Twitter has launched a feature meant called Birdwatch to bolster its efforts to combat misinformation and disinformation by tapping users in a fashion similar to Wikipedia to flag potentially misleading tweets.

The new system allows users to discuss and provide context to tweets they believe are misleading or false.

The project, titled Birdwatch, is a standalone section of Twitter that will at first only be available to a small set of users, largely on a first-come, first-served basis.

Priority will not be provided to high-profile people or traditional fact-checkers, but users will have to use an account tied to a real phone number and email address.

“Birdwatch allows people to identify information in Tweets they believe is misleading or false, and write notes that provide informative context,” Twitter Vice President of Product Keith Coleman wrote in a press release.

“We believe this approach has the potential to respond quickly when misleading information spreads, adding context that people trust and find valuable.”

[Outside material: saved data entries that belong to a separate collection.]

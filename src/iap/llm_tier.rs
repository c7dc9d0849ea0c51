//! Tier 2: semantic LLM extraction, optional.

use serde::Deserialize;

use crate::error::{MatchError, MatchResult};
use crate::llm::{Completer, CompletionRequest, TokenUsage};
use crate::models::FundingProgram;

use super::{DimensionConfidence, IdealApplicantProfile, ProgramStage};

const MAX_DESCRIPTION_CHARS: usize = 3000;
const MAX_ELIGIBILITY_CHARS: usize = 500;
const LLM_TEMPERATURE: f32 = 0.1;
const LLM_MAX_TOKENS: u32 = 512;

fn truncate(s: &str, max_chars: usize) -> &str {
    match s.char_indices().nth(max_chars) {
        Some((idx, _)) => &s[..idx],
        None => s,
    }
}

/// Concatenates title + truncated description (≤3000 chars) + keywords +
/// truncated eligibility criteria (≤500 chars).
pub fn build_source_text(program: &FundingProgram) -> String {
    let description = program.description.as_deref().unwrap_or("");
    let eligibility = program.eligibility_criteria_text.as_deref().unwrap_or("");

    format!(
        "{} {} {} {}",
        program.title,
        truncate(description, MAX_DESCRIPTION_CHARS),
        program.keywords.join(" "),
        truncate(eligibility, MAX_ELIGIBILITY_CHARS),
    )
}

#[derive(Debug, Deserialize, Default)]
#[serde(rename_all = "camelCase")]
pub struct SemanticExtraction {
    pub program_stage: Option<String>,
    #[serde(default)]
    pub sub_domains: Vec<String>,
    #[serde(default)]
    pub expected_capabilities: Vec<String>,
    #[serde(default)]
    pub desired_outcomes: Vec<String>,
    pub collaboration_expectation: Option<String>,
    pub ideal_trl_center: Option<u8>,
    pub financial_requires_matching_fund: Option<bool>,
}

fn parse_program_stage(s: &str) -> Option<ProgramStage> {
    match s {
        "BASIC_RESEARCH" => Some(ProgramStage::BasicResearch),
        "APPLIED_RESEARCH" => Some(ProgramStage::AppliedResearch),
        "COMMERCIALIZATION" => Some(ProgramStage::Commercialization),
        _ => None,
    }
}

const SYSTEM_PROMPT: &str = "You extract a structured ideal-applicant profile from a Korean government \
funding announcement. Respond with JSON only, matching the given schema. No prose.";

/// Sends a single-shot JSON-only LLM request with a small token budget
/// and low temperature; returns the parsed extraction plus token usage.
pub async fn extract_semantic(
    completer: &dyn Completer,
    source_text: &str,
) -> MatchResult<(SemanticExtraction, TokenUsage)> {
    let request = CompletionRequest {
        system_prompt: SYSTEM_PROMPT.to_string(),
        user_message: format!(
            "Extract {{programStage, subDomains[<=5], expectedCapabilities[<=5], \
             desiredOutcomes[<=5], collaborationExpectation, idealTrlCenter, \
             financialRequiresMatchingFund}} from:\n\n{source_text}"
        ),
        model: "default".to_string(),
        max_tokens: LLM_MAX_TOKENS,
        temperature: LLM_TEMPERATURE,
    };

    let response = completer.complete(request).await?;

    let mut extraction: SemanticExtraction =
        serde_json::from_str(&response.text).map_err(|e| MatchError::ExternalDependencyFailure {
            dependency: "llm json parse".to_string(),
            detail: e.to_string(),
        })?;

    extraction.sub_domains.truncate(5);
    extraction.expected_capabilities.truncate(5);
    extraction.desired_outcomes.truncate(5);

    Ok((extraction, response.usage))
}

/// Merge policy (rule wins over LLM except where noted, §4.5):
///
///  - `programStage`: LLM overrides only if rule produced INFERRED (or
///    nothing) — LLM-set confidence becomes MEDIUM.
///  - `subDomains`, `expectedCapabilities`, `desiredOutcomes`: always
///    from LLM.
///  - `collaborationExpectation`: LLM fills if rule empty.
///  - `trlRange.idealCenter`: LLM refines if present.
///  - `financialProfile.requiresMatchingFund`: LLM fills if present.
///  - Every other field: rule value is kept.
pub fn merge_llm_into_rule_profile(profile: &mut IdealApplicantProfile, extraction: SemanticExtraction) {
    let stage_was_inferred = matches!(
        profile.dimension_confidence.get("programStage"),
        Some(DimensionConfidence::Inferred) | None
    );
    if stage_was_inferred {
        if let Some(stage_str) = &extraction.program_stage {
            if let Some(stage) = parse_program_stage(stage_str) {
                profile.program_stage = Some(stage);
                profile.dimension_confidence.insert("programStage".to_string(), DimensionConfidence::Medium);
            }
        }
    }

    if !extraction.sub_domains.is_empty() {
        profile.sub_domains = Some(extraction.sub_domains);
        profile.dimension_confidence.insert("subDomains".to_string(), DimensionConfidence::Medium);
    }
    if !extraction.expected_capabilities.is_empty() {
        profile.expected_capabilities = Some(extraction.expected_capabilities);
        profile.dimension_confidence.insert("expectedCapabilities".to_string(), DimensionConfidence::Medium);
    }
    if !extraction.desired_outcomes.is_empty() {
        profile.desired_outcomes = Some(extraction.desired_outcomes);
        profile.dimension_confidence.insert("desiredOutcomes".to_string(), DimensionConfidence::Medium);
    }

    if profile.collaboration_expectation.is_none() {
        if let Some(collab) = extraction.collaboration_expectation {
            profile.collaboration_expectation = Some(collab);
            profile.dimension_confidence.insert("collaborationExpectation".to_string(), DimensionConfidence::Medium);
        }
    }

    if let Some(center) = extraction.ideal_trl_center {
        if let Some(range) = profile.trl_range.as_mut() {
            range.ideal_center = Some(center);
        } else {
            profile.trl_range = Some(super::TrlRangeIap { min: None, max: None, ideal_center: Some(center) });
        }
    }

    if let Some(requires_matching) = extraction.financial_requires_matching_fund {
        match profile.financial_profile.as_mut() {
            Some(fp) => fp.requires_matching_fund = Some(requires_matching),
            None => {
                profile.financial_profile = Some(super::FinancialProfile {
                    min_revenue_krw: None,
                    requires_matching_fund: Some(requires_matching),
                    expects_prior_investment: None,
                })
            }
        }
    }

    profile.generated_by = super::GeneratedBy::Hybrid;
    profile.confidence = super::compute_overall_confidence(&profile.dimension_confidence);
}

#[cfg(test)]
mod tests {
    use super::*;
    use crate::llm::StaticCompleter;

    #[test]
    fn truncate_respects_char_boundaries_on_multibyte_text() {
        let text = "한".repeat(10);
        let truncated = truncate(&text, 3);
        assert_eq!(truncated.chars().count(), 3);
    }

    #[tokio::test]
    async fn extract_semantic_parses_json_response() {
        let completer = StaticCompleter {
            response_text: serde_json::json!({
                "programStage": "APPLIED_RESEARCH",
                "subDomains": ["로봇", "자동화"],
                "expectedCapabilities": ["제어시스템"],
                "desiredOutcomes": ["상용화"],
                "collaborationExpectation": "산학협력",
                "idealTrlCenter": 5,
                "financialRequiresMatchingFund": true
            })
            .to_string(),
        };

        let (extraction, usage) = extract_semantic(&completer, "some source text that is long enough").await.unwrap();
        assert_eq!(extraction.program_stage.as_deref(), Some("APPLIED_RESEARCH"));
        assert_eq!(extraction.sub_domains.len(), 2);
        assert_eq!(usage.input_tokens, 100);
    }

    #[tokio::test]
    async fn extract_semantic_propagates_malformed_json_as_error() {
        let completer = StaticCompleter { response_text: "not json".to_string() };
        let result = extract_semantic(&completer, "source text").await;
        assert!(result.is_err());
    }
}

While Birdwatch will initially be cordoned off to a separate section of Twitter, the company said “eventually we aim to make notes visible directly on Tweets for the global Twitter audience, when there is consensus from a broad and diverse set of contributors.”

Birdwatch users are able to flag tweets from a dropdown menu directly within Twitter’s main interface, but discussion about a tweet’s veracity will remain exclusively in the Birdwatch section.

Twitter says it does anticipate some users linking directly to Birdwatch discussions underneath high-profile and controversial tweets, just as some users would link out to fact-checking sites.

Twitter

Participants in Birdwatch are able to rate others’ notes, as a mechanism to prevent bad-faith users from gaming the system and falsely labeling true tweets as false. Those ratings are then assembled into a Birdwatch profile separate of a Twitter profile, not unlike Reddit’s user-rating system.

Twitter said it hopes to build a community of “Birdwatchers” that can eventually help moderate and label tweets in its main product, but will not be immediately labeling tweets with Birdwatch suggestions.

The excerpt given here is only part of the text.